Saved entries:
[Start of section]
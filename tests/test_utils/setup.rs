use std::{
    fs,
    sync::{Mutex, MutexGuard},
};

use once_cell::sync::OnceCell;
use small_heap::{
    storage::buffer_pool::{BufferPool, DEFAULT_PAGE_SIZE},
    utils, Database,
};

static SERIAL: OnceCell<Mutex<()>> = OnceCell::new();

/// # Conduct the initialization
///
/// - Setting up log configurations.
/// - Reset page size.
/// - Reset the database singleton (page cache, catalog, lock tables,
///   log manager).
/// - Remove a stale vacuum lock file.
///
/// The returned guard serializes the tests of one binary; the engine
/// state is a process singleton, so concurrent tests would trample
/// each other's catalogs.
pub fn setup() -> MutexGuard<'static, ()> {
    let guard = SERIAL
        .get_or_init(|| Mutex::new(()))
        .lock()
        .unwrap_or_else(|e| e.into_inner());

    utils::init_log();

    BufferPool::set_page_size(DEFAULT_PAGE_SIZE);
    Database::reset();

    let _ = fs::remove_file(Database::global().vacuum_lock_path());

    guard
}
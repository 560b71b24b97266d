use std::sync::{
    atomic::{AtomicUsize, Ordering},
    Arc, RwLock,
};

use log::debug;

use crate::{
    error::SmallError,
    storage::heap_page::{HeapPage, HeapPageID},
    transaction::{ConcurrentStatus, Permission, Transaction},
    types::{ConcurrentHashMap, Pod, ResultPod},
    utils::HandyRwLock,
    Database,
};

pub const DEFAULT_PAGE_SIZE: usize = 4096;
static PAGE_SIZE: AtomicUsize = AtomicUsize::new(DEFAULT_PAGE_SIZE);

/// Page cache over the heap files.
///
/// A held `Pod<HeapPage>` is the pin: the frame cannot be dropped
/// from under the holder. The page's `RwLock` is the page lock; every
/// mutation happens inside a guard scope, so the unlock runs on every
/// exit path.
pub struct BufferPool {
    buffer: ConcurrentHashMap<HeapPageID, Pod<HeapPage>>,
}

impl BufferPool {
    pub fn new() -> Self {
        Self {
            buffer: ConcurrentHashMap::new(),
        }
    }

    pub fn clear(&self) {
        self.buffer.clear();
    }

    /// Retrieve the page with the associated permission. Latches the
    /// page through `ConcurrentStatus` first (blocking), then loads it
    /// from disk on a cache miss.
    pub fn get_page(
        &self,
        tx: &Transaction,
        perm: Permission,
        pid: &HeapPageID,
    ) -> ResultPod<HeapPage> {
        ConcurrentStatus::request_latch(tx, &perm.to_lock(), pid)?;

        if perm == Permission::ReadWrite {
            Database::mut_concurrent_status().set_dirty_page(tx, pid);
        }

        self.buffer.get_or_insert(pid, |pid| Self::load_page(pid))
    }

    fn load_page(pid: &HeapPageID) -> ResultPod<HeapPage> {
        // stage 1: get table
        let catalog = Database::catalog();
        let table_pod = catalog.get_table(pid.get_table_id()).ok_or_else(|| {
            SmallError::internal(&format!("table {} not found", pid.get_table_id()))
        })?;
        let table = table_pod.rl();

        // stage 2: read page content from disk
        let buf = table.read_page_bytes(pid.page_index)?;

        // stage 3: page instantiation
        let page = HeapPage::new(pid, &buf)?;

        return Ok(Arc::new(RwLock::new(page)));
    }

    /// Write the content of a specific page back to its heap file.
    pub fn flush_page(&self, pid: &HeapPageID) {
        let page_pod = match self.buffer.get(pid) {
            Some(v) => v,
            None => return,
        };

        let catalog = Database::catalog();
        let table_pod = catalog.get_table(pid.get_table_id()).unwrap();
        let table = table_pod.rl();

        debug!("flushing page {:?}", pid);
        page_pod.rl().write_to_table(&table).unwrap();
    }

    /// Write all pages dirtied by the transaction to disk.
    pub fn flush_pages(&self, tx: &Transaction) {
        for pid in Database::concurrent_status().get_dirty_pages(tx) {
            self.flush_page(&pid);
        }
    }

    /// Write every cached page of one relation to disk.
    pub fn flush_relation(&self, table_id: u32) {
        for pid in self.buffer.keys() {
            if pid.get_table_id() == table_id {
                self.flush_page(&pid);
            }
        }
    }

    pub fn flush_all_pages(&self) {
        for pid in self.buffer.keys() {
            self.flush_page(&pid);
        }
    }

    /// Remove the specific page id from the buffer pool.
    ///
    /// Needed when a rolled-back or truncated page must not be served
    /// from the cache again.
    pub fn discard_page(&self, pid: &HeapPageID) {
        self.buffer.remove(pid);
    }

    pub fn all_keys(&self) -> Vec<HeapPageID> {
        self.buffer.keys()
    }

    pub fn set_page_size(page_size: usize) {
        PAGE_SIZE.store(page_size, Ordering::Relaxed);
    }

    pub fn get_page_size() -> usize {
        PAGE_SIZE.load(Ordering::Relaxed)
    }
}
[End of section]
§ WHAT NEEDS TO BE DONE
The records above must be transcribed in full, word for word.

§ THE ANSWER
filename tests/test_utils/setup.rs
use std::{
    fs,
    sync::{Mutex, MutexGuard},
};

use once_cell::sync::OnceCell;
use small_heap::{
    storage::buffer_pool::{BufferPool, DEFAULT_PAGE_SIZE},
    utils, Database,
};

static SERIAL: OnceCell<Mutex<()>> = OnceCell::new();

/// # Conduct the initialization
///
/// - Setting up log configurations.
/// - Reset page size.
/// - Reset the database singleton (page cache, catalog, lock tables,
///   log manager).
/// - Remove a stale vacuum lock file.
///
/// The returned guard serializes the tests of one binary; the engine
/// state is a process singleton, so concurrent tests would trample
/// each other's catalogs.
pub fn setup() -> MutexGuard<'static, ()> {
    let guard = SERIAL
        .get_or_init(|| Mutex::new(()))
        .lock()
        .unwrap_or_else(|e| e.into_inner());

    utils::init_log();

    BufferPool::set_page_size(DEFAULT_PAGE_SIZE);
    Database::reset();

    let _ = fs::remove_file(Database::global().vacuum_lock_path());

    guard
}
repository 560b71b24b97266d
use std::sync::{
    atomic::{AtomicUsize, Ordering},
    Arc, RwLock,
};

use log::debug;

use crate::{
    error::SmallError,
    storage::heap_page::{HeapPage, HeapPageID},
    transaction::{ConcurrentStatus, Permission, Transaction},
    types::{ConcurrentHashMap, Pod, ResultPod},
    utils::HandyRwLock,
    Database,
};

pub const DEFAULT_PAGE_SIZE: usize = 4096;
static PAGE_SIZE: AtomicUsize = AtomicUsize::new(DEFAULT_PAGE_SIZE);

/// Page cache over the heap files.
///
/// A held `Pod<HeapPage>` is the pin: the frame cannot be dropped
/// from under the holder. The page's `RwLock` is the page lock; every
/// mutation happens inside a guard scope, so the unlock runs on every
/// exit path.
pub struct BufferPool {
    buffer: ConcurrentHashMap<HeapPageID, Pod<HeapPage>>,
}

impl BufferPool {
    pub fn new() -> Self {
        Self {
            buffer: ConcurrentHashMap::new(),
        }
    }

    pub fn clear(&self) {
        self.buffer.clear();
    }

    /// Retrieve the page with the associated permission. Latches the
    /// page through `ConcurrentStatus` first (blocking), then loads it
    /// from disk on a cache miss.
    pub fn get_page(
        &self,
        tx: &Transaction,
        perm: Permission,
        pid: &HeapPageID,
    ) -> ResultPod<HeapPage> {
        ConcurrentStatus::request_latch(tx, &perm.to_lock(), pid)?;

        if perm == Permission::ReadWrite {
            Database::mut_concurrent_status().set_dirty_page(tx, pid);
        }

        self.buffer.get_or_insert(pid, |pid| Self::load_page(pid))
    }

    fn load_page(pid: &HeapPageID) -> ResultPod<HeapPage> {
        // stage 1: get table
        let catalog = Database::catalog();
        let table_pod = catalog.get_table(pid.get_table_id()).ok_or_else(|| {
            SmallError::internal(&format!("table {} not found", pid.get_table_id()))
        })?;
        let table = table_pod.rl();

        // stage 2: read page content from disk
        let buf = table.read_page_bytes(pid.page_index)?;

        // stage 3: page instantiation
        let page = HeapPage::new(pid, &buf)?;

        return Ok(Arc::new(RwLock::new(page)));
    }

    /// Write the content of a specific page back to its heap file.
    pub fn flush_page(&self, pid: &HeapPageID) {
        let page_pod = match self.buffer.get(pid) {
            Some(v) => v,
            None => return,
        };

        let catalog = Database::catalog();
        let table_pod = catalog.get_table(pid.get_table_id()).unwrap();
        let table = table_pod.rl();

        debug!("flushing page {:?}", pid);
        page_pod.rl().write_to_table(&table).unwrap();
    }

    /// Write all pages dirtied by the transaction to disk.
    pub fn flush_pages(&self, tx: &Transaction) {
        for pid in Database::concurrent_status().get_dirty_pages(tx) {
            self.flush_page(&pid);
        }
    }

    /// Write every cached page of one relation to disk.
    pub fn flush_relation(&self, table_id: u32) {
        for pid in self.buffer.keys() {
            if pid.get_table_id() == table_id {
                self.flush_page(&pid);
            }
        }
    }

    pub fn flush_all_pages(&self) {
        for pid in self.buffer.keys() {
            self.flush_page(&pid);
        }
    }

    /// Remove the specific page id from the buffer pool.
    ///
    /// Needed when a rolled-back or truncated page must not be served
    /// from the cache again.
    pub fn discard_page(&self, pid: &HeapPageID) {
        self.buffer.remove(pid);
    }

    pub fn all_keys(&self) -> Vec<HeapPageID> {
        self.buffer.keys()
    }

    pub fn set_page_size(page_size: usize) {
        PAGE_SIZE.store(page_size, Ordering::Relaxed);
    }

    pub fn get_page_size() -> usize {
        PAGE_SIZE.load(Ordering::Relaxed)
    }
}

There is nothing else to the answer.